# [Exercise objective]
What you return must match the data exactly, line for line.

# [Given entries]
────────────────────────────────────────
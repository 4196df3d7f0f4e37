//! Load config from a JSON file or from the environment.

use crate::config::types::{default_bind, default_max_connections, DatabaseConfig};
use crate::config::{validate, AppConfig};
use crate::error::ConfigError;
use crate::store::DEFAULT_DATABASE;
use std::path::Path;

/// Env var naming a JSON config file; when set, `load` reads it instead of the plain env vars.
pub const CONFIG_PATH_VAR: &str = "WAYPOINT_CONFIG";

/// Parse and validate JSON config text.
pub fn parse(json: &str) -> Result<AppConfig, ConfigError> {
    let config = decode(json)?;
    validate(&config)?;
    Ok(config)
}

fn decode(json: &str) -> Result<AppConfig, ConfigError> {
    serde_json::from_str(json).map_err(|e| ConfigError::Load(e.to_string()))
}

async fn read(path: &Path) -> Result<String, ConfigError> {
    tokio::fs::read_to_string(path)
        .await
        .map_err(|e| ConfigError::Load(format!("{}: {}", path.display(), e)))
}

pub async fn load_from_path(path: impl AsRef<Path>) -> Result<AppConfig, ConfigError> {
    parse(&read(path.as_ref()).await?)
}

/// Adds `url` as the `default` database unless config already defines one.
fn with_default_database(mut config: AppConfig, url: Option<String>) -> AppConfig {
    if let (false, Some(url)) = (config.databases.contains_key(DEFAULT_DATABASE), url) {
        config.databases.insert(
            DEFAULT_DATABASE.to_string(),
            DatabaseConfig {
                url,
                max_connections: default_max_connections(),
            },
        );
    }
    config
}

/// Config from env (after `.env`): `DATABASE_URL` becomes the `default` database,
/// `BIND_ADDR` the listen address, `WAYPOINT_DEBUG` the debug flag. No routes or models.
pub fn from_env() -> Result<AppConfig, ConfigError> {
    dotenvy::dotenv().ok();
    let mut config = with_default_database(AppConfig::default(), std::env::var("DATABASE_URL").ok());
    config.server.bind = std::env::var("BIND_ADDR").unwrap_or_else(|_| default_bind());
    config.debug = std::env::var("WAYPOINT_DEBUG")
        .map(|v| matches!(v.to_ascii_lowercase().as_str(), "1" | "true" | "yes"))
        .unwrap_or(false);
    validate(&config)?;
    Ok(config)
}

/// File named by `WAYPOINT_CONFIG` if set, env otherwise. A `DATABASE_URL` in env
/// fills in the `default` database when the file does not define one; validation
/// runs on the merged result.
pub async fn load() -> Result<AppConfig, ConfigError> {
    dotenvy::dotenv().ok();
    match std::env::var(CONFIG_PATH_VAR) {
        Ok(path) => {
            let config = decode(&read(Path::new(&path)).await?)?;
            let config = with_default_database(config, std::env::var("DATABASE_URL").ok());
            validate(&config)?;
            Ok(config)
        }
        Err(_) => from_env(),
    }
}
────────────────────────────────────────
# [Exercise result]
repository 4196df3d7f0f4e37
//! Load config from a JSON file or from the environment.

use crate::config::types::{default_bind, default_max_connections, DatabaseConfig};
use crate::config::{validate, AppConfig};
use crate::error::ConfigError;
use crate::store::DEFAULT_DATABASE;
use std::path::Path;

/// Env var naming a JSON config file; when set, `load` reads it instead of the plain env vars.
pub const CONFIG_PATH_VAR: &str = "WAYPOINT_CONFIG";

/// Parse and validate JSON config text.
pub fn parse(json: &str) -> Result<AppConfig, ConfigError> {
    let config = decode(json)?;
    validate(&config)?;
    Ok(config)
}

fn decode(json: &str) -> Result<AppConfig, ConfigError> {
    serde_json::from_str(json).map_err(|e| ConfigError::Load(e.to_string()))
}

async fn read(path: &Path) -> Result<String, ConfigError> {
    tokio::fs::read_to_string(path)
        .await
        .map_err(|e| ConfigError::Load(format!("{}: {}", path.display(), e)))
}

pub async fn load_from_path(path: impl AsRef<Path>) -> Result<AppConfig, ConfigError> {
    parse(&read(path.as_ref()).await?)
}

/// Adds `url` as the `default` database unless config already defines one.
fn with_default_database(mut config: AppConfig, url: Option<String>) -> AppConfig {
    if let (false, Some(url)) = (config.databases.contains_key(DEFAULT_DATABASE), url) {
        config.databases.insert(
            DEFAULT_DATABASE.to_string(),
            DatabaseConfig {
                url,
                max_connections: default_max_connections(),
            },
        );
    }
    config
}

/// Config from env (after `.env`): `DATABASE_URL` becomes the `default` database,
/// `BIND_ADDR` the listen address, `WAYPOINT_DEBUG` the debug flag. No routes or models.
pub fn from_env() -> Result<AppConfig, ConfigError> {
    dotenvy::dotenv().ok();
    let mut config = with_default_database(AppConfig::default(), std::env::var("DATABASE_URL").ok());
    config.server.bind = std::env::var("BIND_ADDR").unwrap_or_else(|_| default_bind());
    config.debug = std::env::var("WAYPOINT_DEBUG")
        .map(|v| matches!(v.to_ascii_lowercase().as_str(), "1" | "true" | "yes"))
        .unwrap_or(false);
    validate(&config)?;
    Ok(config)
}

/// File named by `WAYPOINT_CONFIG` if set, env otherwise. A `DATABASE_URL` in env
/// fills in the `default` database when the file does not define one; validation
/// runs on the merged result.
pub async fn load() -> Result<AppConfig, ConfigError> {
    dotenvy::dotenv().ok();
    match std::env::var(CONFIG_PATH_VAR) {
        Ok(path) => {
            let config = decode(&read(Path::new(&path)).await?)?;
            let config = with_default_database(config, std::env::var("DATABASE_URL").ok());
            validate(&config)?;
            Ok(config)
        }
        Err(_) => from_env(),
    }
}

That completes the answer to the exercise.